INSTRUCTIONS FOR THE TASK:
Write out exactly the lines of the material below, beginning at the top and ending at the line that contains "if let Some(line)".

EXERCISE MATERIALS:
//! VM error types

use heron_vm_bytecode::BytecodeError;
use thiserror::Error;

use crate::value::Value;

/// VM execution errors
#[derive(Debug, Error)]
pub enum VmError {
    /// Value thrown by script `throw`
    #[error("Uncaught exception: {0}")]
    Exception(Box<ThrownValue>),

    /// Type error (e.g., calling non-function)
    #[error("TypeError: {0}")]
    TypeError(String),

    /// Reference error (undefined variable)
    #[error("ReferenceError: {0}")]
    ReferenceError(String),

    /// Range error
    #[error("RangeError: {0}")]
    RangeError(String),

    /// Failure raised by the embedding that scripts cannot observe
    #[error("Host error: {0}")]
    Host(String),

    /// Call depth limit exceeded
    #[error("RangeError: Maximum call stack size exceeded")]
    StackOverflow,

    /// Execution was interrupted (timeout/cancellation)
    #[error("Execution interrupted")]
    Interrupted,

    /// Malformed code in a unit
    #[error("Bytecode error: {0}")]
    Bytecode(#[from] BytecodeError),
}

/// How an error interacts with script exception handlers
#[derive(Debug, Clone, Copy, PartialEq, Eq)]
pub enum ErrorKind {
    /// A script-thrown value; catchable
    Thrown,
    /// A runtime error object (TypeError, ...); catchable
    Runtime,
    /// A host failure with no script representation; never caught
    Host,
    /// Stack exhaustion, interruption or malformed code; never caught
    Fatal,
}

/// A thrown value with its origin
#[derive(Debug)]
pub struct ThrownValue {
    /// The thrown value
    pub value: Value,
    /// String form of the value, captured when thrown
    pub message: String,
    /// Source name of the frame the exception escaped from
    pub source_name: Option<String>,
    /// Line last executed in that frame
    pub line: Option<u32>,
}

impl std::fmt::Display for ThrownValue {
    fn fmt(&self, f: &mut std::fmt::Formatter<'_>) -> std::fmt::Result {
        write!(f, "{}", self.message)?;
        if let Some(source) = &self.source_name {
            write!(f, " ({}", source)?;
            if let Some(line) = self.line {
                write!(f, ":{}", line)?;
            }
            write!(f, ")")?;
        }
        Ok(())
    }
}

impl VmError {
    /// Create a type error
    pub fn type_error(msg: impl Into<String>) -> Self {
        Self::TypeError(msg.into())
    }

    /// Create a reference error
    pub fn reference_error(msg: impl Into<String>) -> Self {
        Self::ReferenceError(msg.into())
    }

    /// Create a range error
    pub fn range_error(msg: impl Into<String>) -> Self {
        Self::RangeError(msg.into())
    }

    /// Create a host error
    pub fn host(msg: impl Into<String>) -> Self {
        Self::Host(msg.into())
    }

    /// Create an exception carrying a thrown value
    pub fn exception(value: Value, message: impl Into<String>) -> Self {
        Self::Exception(Box::new(ThrownValue {
            value,
            message: message.into(),
            source_name: None,
            line: None,
        }))
    }

    /// Classify the error for unwinding
    pub fn kind(&self) -> ErrorKind {
        match self {
            Self::Exception(_) => ErrorKind::Thrown,
            Self::TypeError(_) | Self::ReferenceError(_) | Self::RangeError(_) => {
                ErrorKind::Runtime
            }
            Self::Host(_) => ErrorKind::Host,
            Self::StackOverflow | Self::Interrupted | Self::Bytecode(_) => ErrorKind::Fatal,
        }
    }

    /// Whether script `catch` and `finally` handlers see this error
    #[inline]
    pub fn is_catchable(&self) -> bool {
        matches!(self.kind(), ErrorKind::Thrown | ErrorKind::Runtime)
    }

    /// The thrown value, for script exceptions
    pub fn thrown_value(&self) -> Option<&Value> {
        match self {
            Self::Exception(thrown) => Some(&thrown.value),
            _ => None,
        }
    }

    /// Constructor name and message of a runtime error
    pub fn runtime_parts(&self) -> Option<(&'static str, &str)> {
        match self {
            Self::TypeError(msg) => Some(("TypeError", msg)),
            Self::ReferenceError(msg) => Some(("ReferenceError", msg)),
            Self::RangeError(msg) => Some(("RangeError", msg)),
            _ => None,
        }
    }
}

/// Result type for VM operations
pub type VmResult<T> = Result<T, VmError>;
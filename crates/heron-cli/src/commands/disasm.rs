//! Disasm command - print the bytecode of a script tree.

use anyhow::Result;
use clap::Args;
use heron_vm_bytecode::disasm::disassemble;

use super::{TreeInput, read_unit};
use crate::config::Config;

#[derive(Args)]
pub struct DisasmCommand {
    #[command(flatten)]
    pub input: TreeInput,

    /// The input is a compiled unit written by `heron compile`
    #[arg(long, conflicts_with = "resolve")]
    pub unit: bool,
}

impl DisasmCommand {
    pub fn run(&self, config: &Config) -> Result<()> {
        let unit = if self.unit {
            read_unit(&self.input.tree)?
        } else {
            self.input.compile(config)?
        };
        print!("{}", disassemble(&unit));
        Ok(())
    }
}
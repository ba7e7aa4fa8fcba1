//! Bytecode instructions (opcodes)

use serde::{Deserialize, Serialize};

use crate::operand::Operand;

macro_rules! opcodes {
    ($( $(#[$attr:meta])* $name:ident = $byte:literal [$($operand:ident),*], )*) => {
        /// Bytecode opcodes
        ///
        /// Stack-based instruction set. Each opcode is followed by the operands
        /// listed in [`Opcode::operands`], nothing else.
        #[derive(Debug, Clone, Copy, PartialEq, Eq, Hash, Serialize, Deserialize)]
        #[repr(u8)]
        pub enum Opcode {
            $( $(#[$attr])* $name = $byte, )*
        }

        impl Opcode {
            /// Convert from raw byte
            pub const fn from_byte(byte: u8) -> Option<Self> {
                match byte {
                    $( $byte => Some(Self::$name), )*
                    _ => None,
                }
            }

            /// Get the name of this opcode
            pub const fn name(self) -> &'static str {
                match self {
                    $( Self::$name => stringify!($name), )*
                }
            }

            /// Operand layout following the opcode byte
            pub const fn operands(self) -> &'static [Operand] {
                match self {
                    $( Self::$name => &[$(Operand::$operand),*], )*
                }
            }
        }
    };
}

opcodes! {
    // ==================== Literals ====================
    /// Push undefined
    Undefined = 0x00 [],
    /// Push null
    Null = 0x01 [],
    /// Push true
    True = 0x02 [],
    /// Push false
    False = 0x03 [],
    /// Push the number 0
    Zero = 0x04 [],
    /// Push the number 1
    One = 0x05 [],
    /// Push an inline 16-bit integer (internal)
    Short = 0x06 [I16],
    /// Push an inline 32-bit integer (internal)
    Int = 0x07 [I32],
    /// Push numbers\[idx\]
    Number = 0x08 [Number],
    /// Push strings\[idx\]
    String = 0x09 [String],
    /// Push the frame's `this`
    This = 0x0A [],
    /// Push a new regular expression object for regexps\[idx\]
    RegExp = 0x0B [RegExp],
    /// Push a closure over functions\[idx\] capturing the current scope
    Closure = 0x0C [Function],

    // ==================== Stack ====================
    /// Discard the top value
    Pop = 0x10 [],
    /// Pop the top value into the frame's result register
    PopResult = 0x11 [],
    /// Duplicate the top value
    Dup = 0x12 [],
    /// Duplicate the top two values
    Dup2 = 0x13 [],
    /// Swap the top two values
    Swap = 0x14 [],

    // ==================== Slots ====================
    /// Push variables\[n\]
    GetVar = 0x18 [U16],
    /// variables\[n\] = top (value stays on the stack)
    SetVar = 0x19 [U16],
    /// Increment/decrement variables\[n\], push the result
    VarIncDec = 0x1A [U16, U8],
    /// Push the value held in temporaries\[n\]
    LoadTemp = 0x1B [U16],
    /// Pop into temporaries\[n\]
    StoreTemp = 0x1C [U16],

    // ==================== Names ====================
    /// Push the value bound to a name on the scope chain
    Name = 0x20 [String],
    /// Push the scope object that binds a name (global when unbound)
    BindName = 0x21 [String],
    /// \[scope, value\] -> \[value\], storing value under the name
    SetName = 0x22 [String],
    /// Push the value bound to a name and the `this` for calling it
    NameAndThis = 0x23 [String],
    /// typeof name, without a ReferenceError for unbound names
    TypeOfName = 0x24 [String],
    /// Increment/decrement a name binding, push the result
    NameIncDec = 0x25 [String, U8],

    // ==================== Properties ====================
    /// \[obj\] -> \[obj.name\]
    GetProp = 0x28 [String],
    /// \[obj, value\] -> \[value\], storing obj.name = value
    SetProp = 0x29 [String],
    /// \[obj, key\] -> \[obj\[key\]\]
    GetElem = 0x2A [],
    /// \[obj, key, value\] -> \[value\]
    SetElem = 0x2B [],
    /// \[obj, key\] -> \[delete obj\[key\]\]
    DelProp = 0x2C [],
    /// Increment/decrement obj.name, \[obj\] -> \[result\]
    PropIncDec = 0x2D [String, U8],
    /// Increment/decrement obj\[key\], \[obj, key\] -> \[result\]
    ElemIncDec = 0x2E [U8],
    /// Pop n values into a new array
    NewArray = 0x2F [U16],
    /// Push a new empty object
    NewObject = 0x30 [],

    // ==================== Arithmetic ====================
    /// Addition or string concatenation
    Add = 0x38 [],
    /// Subtraction
    Sub = 0x39 [],
    /// Multiplication
    Mul = 0x3A [],
    /// Division
    Div = 0x3B [],
    /// Remainder
    Mod = 0x3C [],
    /// Unary negation
    Neg = 0x3D [],
    /// Unary plus (ToNumber)
    Pos = 0x3E [],
    /// Bitwise NOT
    BitNot = 0x3F [],
    /// Bitwise AND
    BitAnd = 0x40 [],
    /// Bitwise OR
    BitOr = 0x41 [],
    /// Bitwise XOR
    BitXor = 0x42 [],
    /// Left shift
    Shl = 0x43 [],
    /// Signed right shift
    Shr = 0x44 [],
    /// Unsigned right shift
    Ushr = 0x45 [],
    /// Logical NOT
    Not = 0x46 [],

    // ==================== Comparison ====================
    /// Abstract equality
    Eq = 0x48 [],
    /// Abstract inequality
    Ne = 0x49 [],
    /// Strict equality
    StrictEq = 0x4A [],
    /// Strict inequality
    StrictNe = 0x4B [],
    /// Less than
    Lt = 0x4C [],
    /// Less than or equal
    Le = 0x4D [],
    /// Greater than
    Gt = 0x4E [],
    /// Greater than or equal
    Ge = 0x4F [],
    /// `key in obj`
    In = 0x50 [],
    /// `value instanceof ctor`
    InstanceOf = 0x51 [],
    /// typeof value
    TypeOf = 0x52 [],

    // ==================== Control Flow ====================
    /// Unconditional jump
    Goto = 0x58 [Jump],
    /// Pop, jump if truthy
    IfTrue = 0x59 [Jump],
    /// Pop, jump if falsy
    IfFalse = 0x5A [Jump],
    /// Save the return position in temporaries\[n\] and jump to a finally body
    Gosub = 0x5B [Jump, U16],
    /// Jump to the return position saved in temporaries\[n\]
    RetSub = 0x5C [U16],

    // ==================== Scope ====================
    /// Pop an object and push it on the scope chain
    EnterWith = 0x60 [],
    /// Pop the innermost `with` scope
    LeaveWith = 0x61 [],
    /// Pop an object, store its property enumerator in temporaries\[n\]
    EnumInit = 0x62 [U16],
    /// Advance the enumerator, push whether a key is available
    EnumNext = 0x63 [U16],
    /// Push the enumerator's current key
    EnumId = 0x64 [U16],

    // ==================== Calls ====================
    /// \[fn, this, args...\] -> \[result\]
    Call = 0x68 [U16, String],
    /// \[ctor, args...\] -> \[object\]
    New = 0x69 [U16, String],
    /// Pop and return the top value
    Return = 0x6A [],

    // ==================== Exceptions ====================
    /// Enter a try region with catch and finally offsets (0 = absent)
    Try = 0x70 [Jump, Jump],
    /// Leave the innermost try region normally
    EndTry = 0x71 [],
    /// Pop and throw
    Throw = 0x72 [],
    /// Rethrow the exception saved in temporaries\[n\]
    Rethrow = 0x73 [U16],

    // ==================== Internal ====================
    /// Source line marker (internal); lines past 65535 are recorded as 65535
    Line = 0xF0 [U16],
    /// Implicit `return undefined` at the end of a function body (internal)
    ReturnUndefined = 0xF1 [],
    /// End of the instruction stream (internal)
    End = 0xF2 [],
}

/// Flag bit of `*IncDec` operands: decrement instead of increment
pub const INCDEC_DECREMENT: u8 = 0x01;
/// Flag bit of `*IncDec` operands: push the old value (postfix form)
pub const INCDEC_POSTFIX: u8 = 0x02;

impl Opcode {
    /// Convert to raw byte
    #[inline]
    pub const fn to_byte(self) -> u8 {
        self as u8
    }

    /// Encoded length of the instruction, opcode byte included
    pub const fn length(self) -> usize {
        let operands = self.operands();
        let mut len = 1;
        let mut i = 0;
        while i < operands.len() {
            len += operands[i].width();
            i += 1;
        }
        len
    }

    /// Whether the opcode is part of the introspectable instruction set.
    ///
    /// Line markers, inline integer literals, the implicit return and the
    /// end-of-stream marker are internal.
    pub const fn is_public(self) -> bool {
        !matches!(
            self,
            Self::Short | Self::Int | Self::Line | Self::ReturnUndefined | Self::End
        )
    }

    /// Whether execution can fall through to the next instruction
    pub const fn falls_through(self) -> bool {
        !matches!(
            self,
            Self::Goto
                | Self::RetSub
                | Self::Return
                | Self::ReturnUndefined
                | Self::End
                | Self::Throw
                | Self::Rethrow
        )
    }

    /// Values popped and pushed by the instruction.
    ///
    /// `count` is the instruction's first `U16` operand; it only matters for
    /// `NewArray`, `Call` and `New`.
    pub const fn stack_effect(self, count: u16) -> (u32, u32) {
        let count = count as u32;
        match self {
            Self::Undefined
            | Self::Null
            | Self::True
            | Self::False
            | Self::Zero
            | Self::One
            | Self::Short
            | Self::Int
            | Self::Number
            | Self::String
            | Self::This
            | Self::RegExp
            | Self::Closure
            | Self::GetVar
            | Self::VarIncDec
            | Self::LoadTemp
            | Self::Name
            | Self::BindName
            | Self::TypeOfName
            | Self::NameIncDec
            | Self::NewObject
            | Self::EnumNext
            | Self::EnumId => (0, 1),

            Self::NameAndThis => (0, 2),

            Self::Pop
            | Self::PopResult
            | Self::StoreTemp
            | Self::IfTrue
            | Self::IfFalse
            | Self::EnterWith
            | Self::EnumInit
            | Self::Return
            | Self::Throw => (1, 0),

            Self::Dup => (1, 2),
            Self::Dup2 => (2, 4),
            Self::Swap => (2, 2),

            Self::SetVar
            | Self::GetProp
            | Self::PropIncDec
            | Self::Neg
            | Self::Pos
            | Self::BitNot
            | Self::Not
            | Self::TypeOf => (1, 1),

            Self::SetName
            | Self::SetProp
            | Self::GetElem
            | Self::DelProp
            | Self::ElemIncDec
            | Self::Add
            | Self::Sub
            | Self::Mul
            | Self::Div
            | Self::Mod
            | Self::BitAnd
            | Self::BitOr
            | Self::BitXor
            | Self::Shl
            | Self::Shr
            | Self::Ushr
            | Self::Eq
            | Self::Ne
            | Self::StrictEq
            | Self::StrictNe
            | Self::Lt
            | Self::Le
            | Self::Gt
            | Self::Ge
            | Self::In
            | Self::InstanceOf => (2, 1),

            Self::SetElem => (3, 1),
            Self::NewArray => (count, 1),
            Self::Call => (count + 2, 1),
            Self::New => (count + 1, 1),

            Self::Goto
            | Self::Gosub
            | Self::RetSub
            | Self::LeaveWith
            | Self::Try
            | Self::EndTry
            | Self::Rethrow
            | Self::Line
            | Self::ReturnUndefined
            | Self::End => (0, 0),
        }
    }
}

EXPECTED ANSWER:
//! VM error types

use heron_vm_bytecode::BytecodeError;
use thiserror::Error;

use crate::value::Value;

/// VM execution errors
#[derive(Debug, Error)]
pub enum VmError {
    /// Value thrown by script `throw`
    #[error("Uncaught exception: {0}")]
    Exception(Box<ThrownValue>),

    /// Type error (e.g., calling non-function)
    #[error("TypeError: {0}")]
    TypeError(String),

    /// Reference error (undefined variable)
    #[error("ReferenceError: {0}")]
    ReferenceError(String),

    /// Range error
    #[error("RangeError: {0}")]
    RangeError(String),

    /// Failure raised by the embedding that scripts cannot observe
    #[error("Host error: {0}")]
    Host(String),

    /// Call depth limit exceeded
    #[error("RangeError: Maximum call stack size exceeded")]
    StackOverflow,

    /// Execution was interrupted (timeout/cancellation)
    #[error("Execution interrupted")]
    Interrupted,

    /// Malformed code in a unit
    #[error("Bytecode error: {0}")]
    Bytecode(#[from] BytecodeError),
}

/// How an error interacts with script exception handlers
#[derive(Debug, Clone, Copy, PartialEq, Eq)]
pub enum ErrorKind {
    /// A script-thrown value; catchable
    Thrown,
    /// A runtime error object (TypeError, ...); catchable
    Runtime,
    /// A host failure with no script representation; never caught
    Host,
    /// Stack exhaustion, interruption or malformed code; never caught
    Fatal,
}

/// A thrown value with its origin
#[derive(Debug)]
pub struct ThrownValue {
    /// The thrown value
    pub value: Value,
    /// String form of the value, captured when thrown
    pub message: String,
    /// Source name of the frame the exception escaped from
    pub source_name: Option<String>,
    /// Line last executed in that frame
    pub line: Option<u32>,
}

impl std::fmt::Display for ThrownValue {
    fn fmt(&self, f: &mut std::fmt::Formatter<'_>) -> std::fmt::Result {
        write!(f, "{}", self.message)?;
        if let Some(source) = &self.source_name {
            write!(f, " ({}", source)?;
            if let Some(line) = self.line {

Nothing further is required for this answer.